Il lusso si espande, più ricchezza e lavoro - QdS

Il lusso si espande, più ricchezza e lavoro

Carlo Alberto Tregua

Il lusso si espande, più ricchezza e lavoro

venerdì 30 Novembre 2012

Tod’s, Frau, Ferragamo, Versace

È un classico dell’economia: quando vi è recessione e i cittadini normali sono chiamati a fare sacrifici (tranne i pubblici dipendenti, che non ne fanno), il settore del lusso, ad alto valore aggiunto, cresce a due cifre. Quattro aziende italiane leader crescono con una rapidità impressionante. Tod’s aumenta margini e ricavi: nei primi nove mesi il fatturato è aumentato del 7,3%. Poltrona Frau, controllata dal fondo Charme di Montezemolo, aumenta le vendite in Asia e nelle Americhe con una crescita a due cifre: oltre il 10%. Il gruppo Versace aumenta i propri ricavi del 12% e Ferragamo ha una crescita impetuosa delle vendite, superiore al 18% mentre l’utile sale all’8,1%.
Sono alcuni dei campioni imprenditoriali nazionali che dovrebbero essere l’orgoglio della nazione perchè potenziano fortemente il brand Italia e ne aumentano la notorietà soprattutto nei cinque Paesi emergenti del BRICS (Brasile, Russia, India, Cina, Sudafrica).
L’intelligenza di questi imprenditori dovrebbe essere presa ad esempio da tanti altri che testardamente investono in settori maturi, senza innovazione e senza valore aggiunto, con la conseguenza che la crisi li rade al suolo. 
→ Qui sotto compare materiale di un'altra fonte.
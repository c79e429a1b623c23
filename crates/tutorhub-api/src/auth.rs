use axum::{
    extract::{FromRequestParts, OptionalFromRequestParts},
    http::{header, request::Parts},
};
use chrono::Utc;
use governor::{DefaultKeyedRateLimiter, Quota, RateLimiter};
use jsonwebtoken::{decode, encode, Algorithm, DecodingKey, EncodingKey, Header, Validation};
use secrecy::ExposeSecret;
use serde::{Deserialize, Serialize};
use std::num::NonZeroU32;
use tracing::{debug, warn};
use tutorhub_core::{
    validation::normalize_email, AuthConfig, Settings, TutorHubError, User, UserId,
};
use uuid::Uuid;

use crate::{ApiError, ApiResult, AppState};

#[derive(Debug, Serialize, Deserialize, Clone, Copy, PartialEq, Eq)]
#[serde(rename_all = "lowercase")]
pub enum TokenType {
    Access,
    Refresh,
}

/// JWT payload. Role flags are embedded so clients can route without an
/// extra lookup; the server always re-reads the user.
#[derive(Debug, Serialize, Deserialize, Clone)]
pub struct Claims {
    pub sub: String,
    pub user_id: UserId,
    pub email: String,
    pub is_student: bool,
    pub is_tutor: bool,
    pub token_type: TokenType,
    pub jti: String,
    pub iat: usize,
    pub exp: usize,
}

#[derive(Debug, Serialize, Deserialize, Clone)]
pub struct TokenPair {
    pub access: String,
    pub refresh: String,
}

pub struct TokenService {
    encoding_key: EncodingKey,
    decoding_key: DecodingKey,
    access_ttl_secs: u64,
    refresh_ttl_secs: u64,
}

impl TokenService {
    pub fn new(secret: &[u8], config: &AuthConfig) -> Self {
        Self {
            encoding_key: EncodingKey::from_secret(secret),
            decoding_key: DecodingKey::from_secret(secret),
            access_ttl_secs: config.access_token_ttl_secs,
            refresh_ttl_secs: config.refresh_token_ttl_secs,
        }
    }

    /// Uses `secrets.jwt_secret`, or a random per-process secret when none
    /// is configured (tokens then die with the process).
    pub fn from_settings(settings: &Settings) -> Self {
        match &settings.secrets.jwt_secret {
            Some(secret) => Self::new(secret.expose_secret().as_bytes(), &settings.auth),
            None => {
                warn!("secrets.jwt_secret is not set; using an ephemeral signing key");
                let secret = format!("{}{}", Uuid::new_v4().simple(), Uuid::new_v4().simple());
                Self::new(secret.as_bytes(), &settings.auth)
            }
        }
    }

    pub fn issue(&self, user: &User, token_type: TokenType) -> ApiResult<String> {
        let ttl = match token_type {
            TokenType::Access => self.access_ttl_secs,
            TokenType::Refresh => self.refresh_ttl_secs,
        };
        let now = Utc::now().timestamp().max(0) as usize;
        let claims = Claims {
            sub: user.id.to_string(),
            user_id: user.id,
            email: user.email.clone(),
            is_student: user.is_student,
            is_tutor: user.is_tutor,
            token_type,
            jti: Uuid::new_v4().simple().to_string(),
            iat: now,
            exp: now + ttl as usize,
        };
        encode(&Header::new(Algorithm::HS256), &claims, &self.encoding_key)
            .map_err(|e| ApiError::Internal(format!("failed to sign token: {}", e)))
    }

    pub fn issue_pair(&self, user: &User) -> ApiResult<TokenPair> {
        Ok(TokenPair {
            access: self.issue(user, TokenType::Access)?,
            refresh: self.issue(user, TokenType::Refresh)?,
        })
    }

    pub fn verify(&self, token: &str, expected: TokenType) -> ApiResult<Claims> {
        let validation = Validation::new(Algorithm::HS256);
        let data = decode::<Claims>(token, &self.decoding_key, &validation).map_err(|e| {
            debug!(error = %e, "rejected token");
            ApiError::Unauthorized("Token is invalid or expired".into())
        })?;
        if data.claims.token_type != expected {
            return Err(ApiError::Unauthorized("Token has wrong type".into()));
        }
        Ok(data.claims)
    }
}

/// The authenticated caller, resolved from `Authorization: Bearer <access>`.
#[derive(Debug, Clone)]
pub struct AuthUser {
    pub user: User,
    pub claims: Claims,
}

impl AuthUser {
    pub fn id(&self) -> UserId {
        self.user.id
    }

    /// Owners may act on their own records; staff on anyone's.
    pub fn ensure_self_or_staff(&self, owner: UserId) -> ApiResult<()> {
        if self.user.id == owner || self.user.is_staff {
            Ok(())
        } else {
            Err(ApiError::Forbidden(
                "You do not have permission to perform this action.".into(),
            ))
        }
    }
}

impl FromRequestParts<AppState> for AuthUser {
    type Rejection = ApiError;

    async fn from_request_parts(parts: &mut Parts, state: &AppState) -> Result<Self, Self::Rejection> {
        let token = parts
            .headers
            .get(header::AUTHORIZATION)
            .and_then(|value| value.to_str().ok())
            .and_then(|value| value.strip_prefix("Bearer "))
            .map(str::trim)
            .filter(|token| !token.is_empty())
            .ok_or_else(|| {
                ApiError::Unauthorized("Authentication credentials were not provided.".into())
            })?;

        let claims = state.tokens.verify(token, TokenType::Access)?;
        let user = match state.db.get_user(claims.user_id) {
            Ok(user) => user,
            Err(TutorHubError::NotFound { .. }) => {
                return Err(ApiError::Unauthorized("User not found".into()))
            }
            Err(e) => return Err(e.into()),
        };
        if !user.is_active {
            return Err(ApiError::Unauthorized("User is inactive".into()));
        }
        Ok(AuthUser { user, claims })
    }
}

/// A missing `Authorization` header yields `None`; a present but invalid
/// one is still rejected.
impl OptionalFromRequestParts<AppState> for AuthUser {
    type Rejection = ApiError;

    async fn from_request_parts(
        parts: &mut Parts,
        state: &AppState,
    ) -> Result<Option<Self>, Self::Rejection> {
        if !parts.headers.contains_key(header::AUTHORIZATION) {
            return Ok(None);
        }
        <AuthUser as FromRequestParts<AppState>>::from_request_parts(parts, state)
            .await
            .map(Some)
    }
}

/// Per-email limiter for login and password-reset requests.
///
/// Every distinct email adds a key, so [`LoginThrottle::prune`] has to run
/// periodically to forget keys whose quota has fully replenished.
pub struct LoginThrottle {
    limiter: DefaultKeyedRateLimiter<String>,
}

impl LoginThrottle {
    pub fn new(per_minute: u32) -> Self {
        Self::with_quota(Quota::per_minute(
            NonZeroU32::new(per_minute).unwrap_or(NonZeroU32::MIN),
        ))
    }

    pub fn with_quota(quota: Quota) -> Self {
        Self {
            limiter: RateLimiter::keyed(quota),
        }
    }

    /// Drops keys that are back to a full quota and releases the memory.
    pub fn prune(&self) {
        let before = self.limiter.len();
        self.limiter.retain_recent();
        self.limiter.shrink_to_fit();
        let dropped = before.saturating_sub(self.limiter.len());
        if dropped > 0 {
            debug!(dropped, remaining = self.limiter.len(), "pruned login throttle");
        }
    }

    /// Number of tracked keys.
    pub fn len(&self) -> usize {
        self.limiter.len()
    }

    pub fn is_empty(&self) -> bool {
        self.limiter.is_empty()
    }

    pub fn check(&self, scope: &str, email: &str) -> ApiResult<()> {
        let key = format!("{}:{}", scope, normalize_email(email).to_lowercase());
        self.limiter.check_key(&key).map_err(|_| {
            warn!(scope, "rate limit exceeded");
            ApiError::RateLimited
        })
    }
}

#[cfg(test)]
mod tests {
    use super::*;
    use crate::OutboxMailer;
    use http::{Request, StatusCode};
    use std::sync::Arc;
    use tutorhub_store::{Database, KvBackend, Table, WriteBatch};

    /// A store that cannot be reached.
    struct Offline;

    impl KvBackend for Offline {
        fn get(&self, _: Table, _: i64) -> tutorhub_core::Result<Option<Vec<u8>>> {
            Err(TutorHubError::Database("connection refused".into()))
        }

        fn put(&self, _: Table, _: i64, _: Vec<u8>) -> tutorhub_core::Result<()> {
            Err(TutorHubError::Database("connection refused".into()))
        }

        fn delete(&self, _: Table, _: i64) -> tutorhub_core::Result<bool> {
            Err(TutorHubError::Database("connection refused".into()))
        }

        fn scan(&self, _: Table) -> tutorhub_core::Result<Vec<Vec<u8>>> {
            Err(TutorHubError::Database("connection refused".into()))
        }

        fn next_id(&self, _: Table) -> tutorhub_core::Result<i64> {
            Err(TutorHubError::Database("connection refused".into()))
        }

        fn write_batch(&self, _: WriteBatch) -> tutorhub_core::Result<()> {
            Err(TutorHubError::Database("connection refused".into()))
        }

        fn backend_name(&self) -> &'static str {
            "offline"
        }
    }

    fn state_over(db: Database) -> AppState {
        AppState::with_parts(Settings::default(), Arc::new(db), Arc::new(OutboxMailer::new()))
    }

    async fn authenticate(state: &AppState, token: &str) -> ApiResult<AuthUser> {
        let (mut parts, _) = Request::builder()
            .header(header::AUTHORIZATION, format!("Bearer {}", token))
            .body(())
            .unwrap()
            .into_parts();
        <AuthUser as FromRequestParts<AppState>>::from_request_parts(&mut parts, state).await
    }

    fn user() -> User {
        User {
            id: 7,
            email: "jwt@uni.edu".into(),
            password_hash: String::new(),
            is_student: true,
            is_tutor: false,
            is_staff: false,
            is_superuser: false,
            is_active: true,
            profile_picture: None,
            date_joined: Utc::now(),
            last_login: None,
        }
    }

    fn service() -> TokenService {
        TokenService::new(b"0123456789abcdef0123456789abcdef", &AuthConfig::default())
    }

    #[test]
    fn access_token_carries_role_claims() {
        let tokens = service();
        let pair = tokens.issue_pair(&user()).unwrap();
        let claims = tokens.verify(&pair.access, TokenType::Access).unwrap();
        assert_eq!(claims.user_id, 7);
        assert_eq!(claims.sub, "7");
        assert_eq!(claims.email, "jwt@uni.edu");
        assert!(claims.is_student);
        assert!(!claims.is_tutor);
        assert_eq!(claims.exp - claims.iat, 300);
    }

    #[test]
    fn token_types_are_not_interchangeable() {
        let tokens = service();
        let pair = tokens.issue_pair(&user()).unwrap();
        assert!(tokens.verify(&pair.refresh, TokenType::Access).is_err());
        assert!(tokens.verify(&pair.access, TokenType::Refresh).is_err());
        assert!(tokens.verify(&pair.refresh, TokenType::Refresh).is_ok());
    }

    #[test]
    fn foreign_signature_is_rejected() {
        let other = TokenService::new(b"another-secret-another-secret-!!", &AuthConfig::default());
        let token = other.issue(&user(), TokenType::Access).unwrap();
        assert!(service().verify(&token, TokenType::Access).is_err());
        assert!(service().verify("garbage", TokenType::Access).is_err());
    }

    #[test]
    fn prune_forgets_replenished_emails() {
        let quota = Quota::with_period(std::time::Duration::from_millis(10)).unwrap();
        let throttle = LoginThrottle::with_quota(quota);
        for i in 0..100 {
            throttle.check("login", &format!("user{}@uni.edu", i)).unwrap();
        }
        assert_eq!(throttle.len(), 100);

        std::thread::sleep(std::time::Duration::from_millis(50));
        throttle.prune();
        assert!(throttle.is_empty());
        assert!(throttle.check("login", "user0@uni.edu").is_ok());
    }

    #[test]
    fn prune_keeps_emails_still_limited() {
        let throttle = LoginThrottle::new(1);
        throttle.check("login", "busy@uni.edu").unwrap();
        throttle.prune();
        assert_eq!(throttle.len(), 1);
        assert!(matches!(throttle.check("login", "busy@uni.edu"), Err(ApiError::RateLimited)));
    }

    #[test]
    fn throttle_is_keyed_per_email() {
        let throttle = LoginThrottle::new(2);
        assert!(throttle.check("login", "a@uni.edu").is_ok());
        assert!(throttle.check("login", "a@UNI.edu").is_ok());
        assert!(matches!(throttle.check("login", "a@uni.edu"), Err(ApiError::RateLimited)));
        assert!(throttle.check("login", "b@uni.edu").is_ok());
        assert!(throttle.check("reset", "a@uni.edu").is_ok());
    }

    #[tokio::test]
    async fn unknown_user_is_unauthorized() {
        let state = state_over(Database::in_memory());
        let token = state.tokens.issue(&user(), TokenType::Access).unwrap();
        let err = authenticate(&state, &token).await.unwrap_err();
        assert_eq!(err.status(), StatusCode::UNAUTHORIZED);
    }

    #[tokio::test]
    async fn storage_failure_is_a_server_error() {
        let state = state_over(Database::new(Arc::new(Offline)));
        let token = state.tokens.issue(&user(), TokenType::Access).unwrap();
        let err = authenticate(&state, &token).await.unwrap_err();
        assert_eq!(err.status(), StatusCode::INTERNAL_SERVER_ERROR);
    }
}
È vero che il credito delle banche si ottiene più difficilmente, però, imprenditori che fanno certificare i loro bilanci ottengono sicuramente il credito di cui hanno bisogno. Per chiarezza, confermiamo che la certificazione di un bilancio di una piccola o media impresa si aggira sui 20/30 mila euro, una somma più che accettabile la cui contropartita è un rapporto paritetico con il sistema bancario.
Il difetto maggiore delle Pmi è l’incapacità di internazionalizzarsi, cioè di rendersi competitivi sui mercati esteri, in modo da esportare prodotti e servizi in condizione di competere con quei  mercati interni.
Internet ha aperto le porte all’internazionalizzazione, ma per vendere nella rete mondiale ci vogliono grandi doti tecniche e professionali, nonché cospicue capacità imprenditoriali.
Nel corso di quest’anno abbiamo pubblicato una ventina di interviste a giovani con iniziative imprenditoriali innovative. Lieti che altri quotidiani hanno seguito la nostra strada.

 
I sindacati conservatori chiedono posti di lavoro, ma non indicano come fare a generare il lavoro. Partono cioè dalla coda della filiera economica. Mentre i sindacati progressisti ed evoluti indicano il modo per produrlo. Unioncamere italiana ha indicato in 65 mila le offerte datoriali di lavoro per le quali è difficile trovare persone con le adeguate competenze. Di esse su QdS ne sono state pubblicate ben 7.850, ripetiamo, offerte di lavoro che non trovano riscontro.
È inutile che giovani e meno giovani mandino in giro centinaia di curricula se non hanno le competenze richieste, né hanno la voglia di formarsele. Al riguardo vi è stato e vi è l’imbroglio di decenni della formazione regionale che ha depauperato da sei a dieci miliardi inutilmente con una forma di becero assistenzialismo nei confronti di formatori incompetenti.
E si torna al capo della filiera, cioè il ceto politico di basso livello culturale e professionale, che ha badato solo a se stesso infischiandosene dei cittadini.

L’ambiente nel quale operano le imprese è onerato da almeno 4 pesi: energia, più costosa di un terzo rispetto a quella di altri Paesi; credito più costoso e non omogeneo in tutto il Paese; giustizia lenta che non tiene conto del giusto processo e di fatto quando emette una sentenza dopo 12 anni ha denegato la giustizia; e, infine, la burocrazia che dice no a tutti, in modo che i dirigenti non assumono responsabilità, ovvero utilizzano il metodo del favore per ottenere vantaggi personali.
Vi è stata una carenza di regole di equità nella gestione del bene comune ed anche ora, col governo dei tecnici, tale equità è assente nel rapporto tra il fortissimo gravame fiscale e la nullità dell’azione tendente a tagliare la spesa pubblica improduttiva.
Proprio da qui bisogna riprendere il cammino col prossimo governo, in modo da recuperare risorse indispensabili per gli investimenti e l’apertura dei cantieri di opere pubbliche.
Monti ha ben detto che l’evasione è un cancro che va estirpato, ma ha parlato poco di mafia, un cancro più pericoloso che sta aggredendo il ricco Nord senza che gli anticorpi riescano a contrastarlo. Omissione inconsapevole?